**TASK INSTRUCTIONS:** Which lines of the data contain the string "from"? Copy every one of them.

**DATA SHOWN:**
--*--
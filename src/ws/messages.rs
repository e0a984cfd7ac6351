//! WebSocket message types: envelope and client commands.

use chrono::{DateTime, Utc};
use serde::{Deserialize, Serialize};

/// Top-level WebSocket message envelope.
#[derive(Debug, Clone, Serialize, Deserialize)]
pub struct WsMessage {
    /// Client-provided ID for requests; server-generated for events.
    pub id: String,
    /// Message type discriminator.
    #[serde(rename = "type")]
    pub msg_type: WsMessageType,
    /// ISO-8601 timestamp.
    pub timestamp: DateTime<Utc>,
    /// Variant-specific payload.
    pub payload: serde_json::Value,
}

impl WsMessage {
    /// Builds a server-originated message stamped with the current time.
    #[must_use]
    pub fn new(id: impl Into<String>, msg_type: WsMessageType, payload: serde_json::Value) -> Self {
        Self {
            id: id.into(),
            msg_type,
            timestamp: Utc::now(),
            payload,
        }
    }

    /// Builds an error message with a numeric code.
    #[must_use]
    pub fn error(id: impl Into<String>, code: u16, message: impl Into<String>) -> Self {
        Self::new(
            id,
            WsMessageType::Error,
            serde_json::json!({ "code": code, "message": message.into() }),
        )
    }
}

/// Discriminator for WebSocket message types.
#[derive(Debug, Clone, Serialize, Deserialize, PartialEq, Eq)]
#[serde(rename_all = "snake_case")]
pub enum WsMessageType {
    /// Client → Server command.
    Command,
    /// Server → Client response to a command.
    Response,
    /// Server → Client broadcast event.
    Event,
    /// Server → Client error.
    Error,
}

/// Commands a client can send in the payload of a `command` message.
#[derive(Debug, Clone, PartialEq, Eq, Deserialize)]
#[serde(tag = "command", rename_all = "snake_case")]
pub enum WsCommand {
    /// Subscribe to events for specific pools. `"*"` subscribes to
    /// everything, including account-level withdrawals.
    Subscribe {
        /// Pool names to subscribe to.
        pool_names: Vec<String>,
    },
    /// Unsubscribe from events for specific pools. `"*"` drops the wildcard.
    Unsubscribe {
        /// Pool names to unsubscribe from.
        pool_names: Vec<String>,
    },
    /// Fetch the current record of a pool.
    GetPool {
        /// Pool name.
        pool_name: String,
    },
    /// Fetch the allowance balance of an account.
    GetAllowance {
        /// Account address.
        account: String,
    },
}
--*--
**SOLUTION FOR THIS EXERCISE:**
    /// Unsubscribe from events for specific pools. `"*"` drops the wildcard.
        /// Pool names to unsubscribe from.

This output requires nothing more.